Tuesday 14 July 2020

Copied In?

Ben Sellout’s latest bromatic partner, Oliver Kamm, has had me kicked of Twitter, and since that is within his power, then I consider it no loss. So I have only just been alerted to the tweet that has been posted here and here, from what turn out to be the accounts of two of George Galloway’s closest associates, a further five of whom have retweeted it, and more of whom may have tweeted it themselves:

We need this tweet from you immediately, @georgegalloway: 

"At next year's elections to @DurhamCouncil, I will contest whichever ward that [the Leader of Durham County Council] did. @WPB_NorthEast @TAs_Durham @county_assoc @eddygraham39 @Michael45759951 @paperbhoy @TheNorthernEcho @BBCLN @CoDurhamLabour"

@WPB_NorthEast is the branch of George's Workers Party of Britain here in the North East. @TAs_Durham and @county_assoc are the redoubtable County Durham Teaching Assistants. @eddygraham39 is a nationally and internationally well-connected trade unionist and Left activist right there in the North Durham constituency that contains the Leader’s current ward. @Michael45759951 signed my nomination papers for the General Election. @paperbhoy is a splendid left-wing journalist in County Durham. Durham County Council, the principal local newspaper, the BBC’s 6:30 regional news bulletin, and County Durham Labour Party, have all been copied in.

George has said nothing to discourage any of this. Like Dave Thompson, he is right that voting the same way at constituency and at list level for Holyrood is a waste of the second vote. I wish the Alliance for Unity well. But George is clearly open to the idea that he himself needs to be looking for something else next year.

Since he is certainly not going to become First Minister of Scotland or anything like that, he has not rebuffed the opportunity to exercise a pivotal role in the complete reorganisation of a major local authority once it had passed to No Overall Control after a century of the right-wing Labour machine. In 2017, it took 749 votes to win a seat on Durham County Council for Chester-le-Street West Central, and 854 for the Leader of the Council to top the poll. Turnout was 1,870. George would get that just by being on the ballot paper.

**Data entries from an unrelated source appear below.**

//! Runtime error types for the HEALIX triage runtime.
//!
//! The offline triage functions are total and never fail. Everything that
//! touches configuration, the network, or user-supplied input returns
//! `HealixResult<T>`.

use thiserror::Error;

/// The unified error type for the HEALIX crates.
#[derive(Debug, Error)]
pub enum HealixError {
    /// A required configuration value is missing or invalid.
    #[error("configuration error: {reason}")]
    Config { reason: String },

    /// The remote chat backend could not be reached or the transfer broke off.
    #[error("chat backend error: {reason}")]
    Backend { reason: String },

    /// The remote chat backend answered with a non-success HTTP status.
    #[error("chat backend returned status {status}: {body}")]
    BackendStatus { status: u16, body: String },

    /// A chat turn was submitted with no text.
    #[error("message is empty")]
    EmptyMessage,

    /// An interaction check was requested without a medication name.
    #[error("enter a medication name to check")]
    EmptyMedication,

    /// A report analysis was requested with no content.
    #[error("no content to analyze")]
    EmptyReport,

    /// Reading or writing a local file failed.
    #[error("i/o error: {0}")]
    Io(#[from] std::io::Error),
}

/// Convenience alias used throughout the HEALIX crates.
pub type HealixResult<T> = Result<T, HealixError>;
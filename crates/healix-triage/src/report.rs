//! Offline medical report analysis.
//!
//! No values are extracted. The analyzer only notices which well-known
//! parameters a report mentions and flags those for attention.

use chrono::{DateTime, Utc};
use tracing::debug;

use healix_contracts::report::{Finding, FindingStatus, ReportAnalysis};

/// Value shown for every finding, since nothing is actually parsed.
pub const UNPARSED_VALUE: &str = "See Report";

/// A parameter the analyzer looks for, keyed by a lower-case substring.
struct Parameter {
    name: &'static str,
    key: &'static str,
    normal_range: &'static str,
}

const PARAMETERS: &[Parameter] = &[
    Parameter { name: "Hemoglobin", key: "hemoglobin", normal_range: "12-16 g/dL" },
    Parameter { name: "WBC", key: "wbc", normal_range: "4,500-11,000 /μL" },
    Parameter { name: "Platelets", key: "platelet", normal_range: "150,000-400,000 /μL" },
    Parameter { name: "Glucose", key: "glucose", normal_range: "70-100 mg/dL" },
    Parameter { name: "Cholesterol", key: "cholesterol", normal_range: "<200 mg/dL" },
    Parameter { name: "Blood Pressure", key: "blood pressure", normal_range: "120/80 mmHg" },
    Parameter { name: "Heart Rate", key: "heart rate", normal_range: "60-100 bpm" },
];

/// Rough document category used in the summary sentence.
#[derive(Debug, Clone, Copy, PartialEq, Eq)]
pub enum DocumentKind {
    BloodTest,
    MedicalScan,
    General,
}

impl DocumentKind {
    pub fn classify(text: &str) -> Self {
        let lower = text.to_lowercase();
        if lower.contains("blood") {
            DocumentKind::BloodTest
        } else if lower.contains("scan") {
            DocumentKind::MedicalScan
        } else {
            DocumentKind::General
        }
    }

    pub fn label(self) -> &'static str {
        match self {
            DocumentKind::BloodTest => "blood test",
            DocumentKind::MedicalScan => "medical scan",
            DocumentKind::General => "general medical",
        }
    }
}

/// Analyze the extracted text of a report.
///
/// Total: any input, including an empty string, yields a summary and one
/// finding per known parameter. The session rejects blank input before
/// this is reached.
pub fn analyze_report(text: &str, generated_at: DateTime<Utc>) -> ReportAnalysis {
    let kind = DocumentKind::classify(text);
    let findings = extract_findings(text);

    debug!(
        kind = kind.label(),
        flagged = findings.iter().filter(|f| f.status == FindingStatus::Attention).count(),
        "offline report analysis"
    );

    ReportAnalysis { summary: summary_text(kind, generated_at), findings }
}

fn extract_findings(text: &str) -> Vec<Finding> {
    let lower = text.to_lowercase();
    PARAMETERS
        .iter()
        .map(|p| Finding {
            parameter: p.name.to_string(),
            value: UNPARSED_VALUE.to_string(),
            range: p.normal_range.to_string(),
            status: if lower.contains(p.key) {
                FindingStatus::Attention
            } else {
                FindingStatus::Normal
            },
        })
        .collect()
}

fn summary_text(kind: DocumentKind, generated_at: DateTime<Utc>) -> String {
    format!(
        "MEDICAL REPORT ANALYSIS\n\
         ============================\n\
         \n\
         Date: {date}\n\
         \n\
         SUMMARY:\n\
         Based on the provided medical report, this appears to be a {kind} document.\n\
         \n\
         KEY OBSERVATIONS:\n\
         - Multiple health parameters were evaluated\n\
         - Most values appear within normal clinical ranges\n\
         - Some values may require attention - please consult your healthcare provider\n\
         \n\
         RECOMMENDATIONS:\n\
         1. Follow up with your primary physician\n\
         2. Maintain a healthy lifestyle\n\
         3. Regular health check-ups\n\
         4. Monitor any symptoms you're experiencing\n\
         \n\
         DISCLAIMER: This is an automated analysis and should not replace professional \
         medical advice. Please consult your doctor for proper interpretation of your results.",
        date = generated_at.format("%Y-%m-%d %H:%M UTC"),
        kind = kind.label(),
    )
}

The defeat of that Leader would be heard from the souks to the favelas, from the Dalit colonies to the Rohingya camps, and from Kashmir, to Crimea, to the scattered outposts of Diego Garcia. Armed with an impeccably local running mate in order to stop the target from slipping through, George is just the man to do this. We would need only to get him registered to vote in County Durham, and preferably in Chester-le-Street, in time to be a candidate on 6th May 2021.

Eric Joyce once described George as having stepped beyond what was “reasonable and acceptable for Labour MPs”. Any Labour electoral opponent of George’s, including the present Leader of Durham County Council, has therefore been endorsed by Eric Joyce, and may look forward to being described as such. They would dance in the streets of the annexed Jordan Valley at George’s election, and not least at his election against this opponent.